Usability - mail to links are only effective if someone is using their own computer with their own email account. For people using a library or Internet café computer or a borrowed computer, a mail to link will not be able set up an email from a personal email account, so an email cannot be sent using mail to. A Feedback form asks for an email address or contact details to be provided, so it is up to the customer to give their preferred email address for us to reply to. A plain text email address on a web page can be noted down and added to an email when the person is at their own computer.
There must not be any broken links on the page.
- Before you publish a page, use the Preview button to view the draft of your web page in the browser and check that all of the links work.

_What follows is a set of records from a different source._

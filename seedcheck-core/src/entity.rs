//! Entity schemas and field accessors.
//!
//! An entity type describes its members once, through [`Entity::members`],
//! usually generated by [`entity_schema!`](crate::entity_schema). A
//! [`FieldSelector`] names one member and resolves to a [`FieldAccessor`]
//! that can read and write that field on any instance.
//!
//! # Member kinds
//!
//! ```text
//! Property  ── getter + setter ──→ resolvable
//! Computed  ── getter only     ──→ FieldError::TargetsMethod
//! Unmapped  ── no accessor     ──→ FieldError::NotAProperty
//! (absent)                     ──→ FieldError::ForeignMember
//! ```

use crate::error::{CoercionError, FieldError};
use crate::value::{FieldType, FieldValue};
use std::borrow::Cow;
use std::collections::BTreeMap;
use std::fmt;
use std::marker::PhantomData;

/// Field name to value map; the shape entities take inside a store.
pub type Record = BTreeMap<String, FieldValue>;

/// Reads a field out of an entity.
pub type Getter<T> = fn(&T) -> FieldValue;

/// Writes a field on an entity.
pub type Setter<T> = fn(&mut T, FieldValue) -> Result<(), CoercionError>;

// ============================================================================
// ENTITY TRAIT
// ============================================================================

/// A store-mapped record type with a declared member list.
pub trait Entity: Clone + Default + fmt::Debug + Send + Sync + 'static {
    /// Name used in diagnostics and as the store partition key.
    const ENTITY_NAME: &'static str;

    /// All declared members, in declaration order.
    fn members() -> &'static [Member<Self>];

    /// Look up a declared member by exact name.
    fn member(name: &str) -> Option<&'static Member<Self>> {
        Self::members().iter().find(|m| m.name == name)
    }

    /// Property values of this entity keyed by field name.
    fn to_record(&self) -> Record {
        Self::members()
            .iter()
            .filter_map(|m| m.accessor().map(|acc| (m.name.to_string(), acc.get(self))))
            .collect()
    }

    /// Rebuild an entity from a record. Keys that are not properties are ignored.
    fn from_record(record: &Record) -> Result<Self, CoercionError> {
        let mut entity = Self::default();
        for (name, value) in record {
            if let Some(acc) = Self::member(name).and_then(Member::accessor) {
                acc.set(&mut entity, value.clone())?;
            }
        }
        Ok(entity)
    }
}

// ============================================================================
// MEMBERS
// ============================================================================

/// How a declared member can be accessed.
#[derive(Debug, Clone, Copy, PartialEq, Eq, Hash)]
pub enum MemberKind {
    /// Stored field with getter and setter.
    Property,
    /// Derived value, read-only.
    Computed,
    /// Declared on the type but without a backing property.
    Unmapped,
}

/// One declared member of an entity type.
pub struct Member<T> {
    name: &'static str,
    kind: MemberKind,
    field_type: FieldType,
    nullable: bool,
    getter: Option<Getter<T>>,
    setter: Option<Setter<T>>,
}

impl<T> Member<T> {
    pub fn property(
        name: &'static str,
        field_type: FieldType,
        nullable: bool,
        getter: Getter<T>,
        setter: Setter<T>,
    ) -> Self {
        Self {
            name,
            kind: MemberKind::Property,
            field_type,
            nullable,
            getter: Some(getter),
            setter: Some(setter),
        }
    }

    pub fn computed(name: &'static str, field_type: FieldType, getter: Getter<T>) -> Self {
        Self {
            name,
            kind: MemberKind::Computed,
            field_type,
            nullable: false,
            getter: Some(getter),
            setter: None,
        }
    }

    pub fn unmapped(name: &'static str, field_type: FieldType) -> Self {
        Self {
            name,
            kind: MemberKind::Unmapped,
            field_type,
            nullable: false,
            getter: None,
            setter: None,
        }
    }

    pub fn name(&self) -> &'static str {
        self.name
    }

    pub fn kind(&self) -> MemberKind {
        self.kind
    }

    pub fn field_type(&self) -> FieldType {
        self.field_type
    }

    /// Accessor for property members; `None` for computed and unmapped ones.
    pub fn accessor(&self) -> Option<FieldAccessor<T>> {
        match (self.kind, self.getter, self.setter) {
            (MemberKind::Property, Some(getter), Some(setter)) => Some(FieldAccessor {
                name: self.name,
                field_type: self.field_type,
                nullable: self.nullable,
                getter,
                setter,
            }),
            _ => None,
        }
    }
}

impl<T> fmt::Debug for Member<T> {
    fn fmt(&self, f: &mut fmt::Formatter<'_>) -> fmt::Result {
        f.debug_struct("Member")
            .field("name", &self.name)
            .field("kind", &self.kind)
            .field("field_type", &self.field_type)
            .field("nullable", &self.nullable)
            .finish()
    }
}

// ============================================================================
// FIELD ACCESSOR
// ============================================================================

/// Resolved (name, type, getter, setter) for one property of `T`.
pub struct FieldAccessor<T> {
    name: &'static str,
    field_type: FieldType,
    nullable: bool,
    getter: Getter<T>,
    setter: Setter<T>,
}

impl<T> FieldAccessor<T> {
    pub fn name(&self) -> &'static str {
        self.name
    }

    pub fn field_type(&self) -> FieldType {
        self.field_type
    }

    pub fn is_nullable(&self) -> bool {
        self.nullable
    }

    pub fn get(&self, entity: &T) -> FieldValue {
        (self.getter)(entity)
    }

    /// Convert `value` to this field's type, checking nullability.
    pub fn coerce(&self, value: &FieldValue) -> Result<FieldValue, CoercionError> {
        if value.is_null() {
            return if self.nullable {
                Ok(FieldValue::Null)
            } else {
                Err(CoercionError::new("null", self.field_type, "field is not nullable"))
            };
        }
        value.coerce(self.field_type)
    }

    pub fn set(&self, entity: &mut T, value: FieldValue) -> Result<(), CoercionError> {
        let value = self.coerce(&value)?;
        (self.setter)(entity, value)
    }
}

impl<T> Clone for FieldAccessor<T> {
    fn clone(&self) -> Self {
        *self
    }
}

impl<T> Copy for FieldAccessor<T> {}

impl<T> PartialEq for FieldAccessor<T> {
    fn eq(&self, other: &Self) -> bool {
        self.name == other.name
    }
}

impl<T> fmt::Debug for FieldAccessor<T> {
    fn fmt(&self, f: &mut fmt::Formatter<'_>) -> fmt::Result {
        f.debug_struct("FieldAccessor")
            .field("name", &self.name)
            .field("field_type", &self.field_type)
            .field("nullable", &self.nullable)
            .finish()
    }
}

// ============================================================================
// FIELD SELECTOR
// ============================================================================

/// Reference to one member of `T` by name, checked on [`resolve`](Self::resolve).
pub struct FieldSelector<T> {
    name: Cow<'static, str>,
    _entity: PhantomData<fn() -> T>,
}

impl<T> FieldSelector<T> {
    pub fn new(name: impl Into<Cow<'static, str>>) -> Self {
        Self {
            name: name.into(),
            _entity: PhantomData,
        }
    }

    pub fn name(&self) -> &str {
        &self.name
    }
}

impl<T: Entity> FieldSelector<T> {
    pub fn resolve(&self) -> Result<FieldAccessor<T>, FieldError> {
        let member = T::member(&self.name).ok_or_else(|| FieldError::ForeignMember {
            entity: T::ENTITY_NAME,
            member: self.name.to_string(),
        })?;

        match member.kind {
            MemberKind::Computed => Err(FieldError::TargetsMethod {
                entity: T::ENTITY_NAME,
                member: self.name.to_string(),
            }),
            MemberKind::Unmapped => Err(FieldError::NotAProperty {
                entity: T::ENTITY_NAME,
                member: self.name.to_string(),
            }),
            MemberKind::Property => member.accessor().ok_or_else(|| FieldError::NotAProperty {
                entity: T::ENTITY_NAME,
                member: self.name.to_string(),
            }),
        }
    }
}

impl<T> Clone for FieldSelector<T> {
    fn clone(&self) -> Self {
        Self::new(self.name.clone())
    }
}

impl<T> fmt::Debug for FieldSelector<T> {
    fn fmt(&self, f: &mut fmt::Formatter<'_>) -> fmt::Result {
        f.debug_tuple("FieldSelector").field(&self.name).finish()
    }
}

impl<T> From<&'static str> for FieldSelector<T> {
    fn from(name: &'static str) -> Self {
        Self::new(name)
    }
}

impl<T> From<String> for FieldSelector<T> {
    fn from(name: String) -> Self {
        Self::new(name)
    }
}

// ============================================================================
// SCHEMA MACRO
// ============================================================================

/// Implement [`Entity`] for a struct from a column list.
///
/// Each property line maps a column name to a struct field and its type.
/// Optional `computed` and `unmapped` blocks declare members that exist on
/// the type but cannot be written from a table.
///
/// # Example
/// ```ignore
/// #[derive(Debug, Clone, Default)]
/// struct Person { name: String, age: i64 }
///
/// entity_schema! {
///     Person as "Person" {
///         "Name" => name: String,
///         "Age" => age: i64,
///     }
///     computed {
///         "Label": String => |p: &Person| FieldValue::from(p.name.to_uppercase()),
///     }
/// }
/// ```
#[macro_export]
macro_rules! entity_schema {
    (
        $entity:ident as $entity_name:literal {
            $( $column:literal => $field:ident : $fty:ty ),* $(,)?
        }
        $( computed { $( $cname:literal : $cty:ty => $cget:expr ),* $(,)? } )?
        $( unmapped { $( $uname:literal : $uty:ty ),* $(,)? } )?
    ) => {
        impl $crate::Entity for $entity {
            const ENTITY_NAME: &'static str = $entity_name;

            fn members() -> &'static [$crate::Member<Self>] {
                static MEMBERS: $crate::__private::Lazy<::std::vec::Vec<$crate::Member<$entity>>> =
                    $crate::__private::Lazy::new(|| {
                        ::std::vec![
                            $(
                                $crate::Member::property(
                                    $column,
                                    <$fty as $crate::FieldData>::FIELD_TYPE,
                                    <$fty as $crate::FieldData>::NULLABLE,
                                    |entity: &$entity| $crate::FieldData::to_field_value(&entity.$field),
                                    |entity: &mut $entity, value: $crate::FieldValue| {
                                        entity.$field = <$fty as $crate::FieldData>::from_field_value(value)?;
                                        ::std::result::Result::Ok(())
                                    },
                                ),
                            )*
                            $($(
                                $crate::Member::computed(
                                    $cname,
                                    <$cty as $crate::FieldData>::FIELD_TYPE,
                                    $cget,
                                ),
                            )*)?
                            $($(
                                $crate::Member::unmapped(
                                    $uname,
                                    <$uty as $crate::FieldData>::FIELD_TYPE,
                                ),
                            )*)?
                        ]
                    });
                &MEMBERS
            }
        }
    };
}

// =============================================================================
// TESTS
// =============================================================================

- When you review a page, check again that all of the links work. Unfortunately, websites change frequently and you can't rely on a link to still be working six months later.
- Web and Digital Services regularly monitor the website for broken links using the Siteimprove link checker. However, as you own the page, you may be able to find a more appropriate link replacement, so if you do come across a broken link, you must fix it.
- If there is no appropriate replacement for a broken link, you will need to reword the text and remove the link.
- Sometimes websites go offline temporarily for maintenance, so if you find a broken link to a website that you believe is still current, contact the organisation who owns the site to find out how long it will be unavailable and if it is going to be more than a few days, you will need to remove the link and replace it at a later date when the site is working again.
Reasons for this web standard
Usability and good practice - this standard is mandatory for usability reasons.
Broken links are very frustrating for visitors. They cost us and visitors time and money if they have to contact us because they can't find the information that they are looking for. Broken links also affect our accessibility rating. It is good practice to fix broken links as soon as they are found.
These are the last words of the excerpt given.